When we hear the word "kefir," two associations typically come to mind: probiotic gut-friendly food and dairy. Even though milk kefir is well established in the Western diet, there is another type of kefir out there well-deserving of the spotlight, and that is Water Kefir!
This refreshing sparkling drink is packed with nutrients and gut-friendly probiotics, making it a perfect dairy-free alternative for those wanting to look after their gut-health.
Water Kefir 101
Water kefir is a raw probiotic sparkling beverage, traditionally fermented using water kefir grains, which are not grains at all but a SCOBY (symbiotic colony of bacteria and yeast), sugar and water. Kefir SCOBY is unique in its composition and resembles “grains”, hence the name kefir grains.
During the fermentation process sugar levels decrease as some of the sugar gets metabolised while gut-friendly cultures increase, resulting in a delicious, slightly sweet and tart sparkling beverage.
Water kefir naturally contains live probiotic cultures, beneficial enzymes, amino acids, vitamins and minerals; though, the nutrition of the finished beverage varies with ingredients used and chosen brewing method.
Origin of Water Kefir
Known by many names such as tibicos, tibi water, kefir aqua and water crystals, the origins of water kefir (pronounced keh-FEER) are something of a mystery. One theory is that it can be traced through the centuries back to Mexico, where its existence is thought to have originated in the sugar-saturated water of the prickly pear cactus.
Made to recipes that have been passed down from generation to generation, water kefir has been gaining popularity due to growing interest in traditional fermented foods and digestive health.
Did you know that about 80% of the immune system is housed in the gut? And that a healthy gut contributes to a stronger immune system.
The simplest recipe requires only three ingredients: kefir grains, water and sugar. Dried fruit such as figs and apricots are sometimes added to provide additional nutrients to the SCOBY.
The fermentation process is usually carried out in two stages.
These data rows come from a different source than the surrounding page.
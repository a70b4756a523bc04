use pdf_compose::{Color, PdfDocument, TextStyle};

fn main() {
    // Use the system DejaVu Sans, or pass a font path as the
    // first argument.
    let font_path = std::env::args()
        .nth(1)
        .unwrap_or_else(|| "/usr/share/fonts/truetype/dejavu/DejaVuSans.ttf".to_string());

    std::fs::create_dir_all("demos/output").unwrap();
    let path = "demos/output/rust-unicode.pdf";
    let mut doc = PdfDocument::create(path).unwrap();
    doc.set_compression(true);
    doc.set_info("Creator", "pdf-compose");
    doc.set_info("Title", "Unicode Text Demo");

    let font = doc
        .load_font_file(&font_path)
        .expect("Failed to load font file");
    let heading = TextStyle::new(font, 18.0);
    let body = TextStyle::new(font, 12.0);

    doc.begin_page(612.0, 792.0);
    doc.place_text("Unicode Text Demo", 72.0, 720.0, &heading);

    // Underline the heading using its measured width.
    let width = doc.measure_text("Unicode Text Demo", &heading);
    doc.set_stroke_color(Color::BLACK)
        .set_line_width(0.75)
        .move_to(72.0, 714.0)
        .line_to(72.0 + width, 714.0)
        .stroke();

    let samples = [
        "English: The quick brown fox jumps over the lazy dog.",
        "Deutsch: Zwölf Boxkämpfer jagen Viktor quer über den Sylter Deich.",
        "Français: Portez ce vieux whisky au juge blond qui fume.",
        "Polski: Zażółć gęślą jaźń.",
        "Čeština: Příliš žluťoučký kůň úpěl ďábelské ódy.",
        "Ελληνικά: Ξεσκεπάζω την ψυχοφθόρα βδελυγμία.",
        "Русский: Съешь же ещё этих мягких французских булок.",
        "Math: ∀x ∈ ℝ: x² ≥ 0",
    ];

    let mut y = 680.0;
    for line in samples {
        doc.place_text(line, 72.0, y, &body);
        y -= 24.0;
    }

    doc.end_page();
    doc.end_document().unwrap();
    println!("Generated: {}", path);
}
First, the kefir grains are introduced into a mixture of sugar and water and left to ferment for 24 to 48 hours, followed by a second fermentation (without grains) with fresh fruit, herbs or various juices to achieve a different flavour profile.
You can check our basic DIY kefir recipe in this blog post on How to make kefir at home
Kefir typically has a short shelf life. It needs to be stored in the fridge to keep it from fermenting further and enjoyed within a few days of brewing.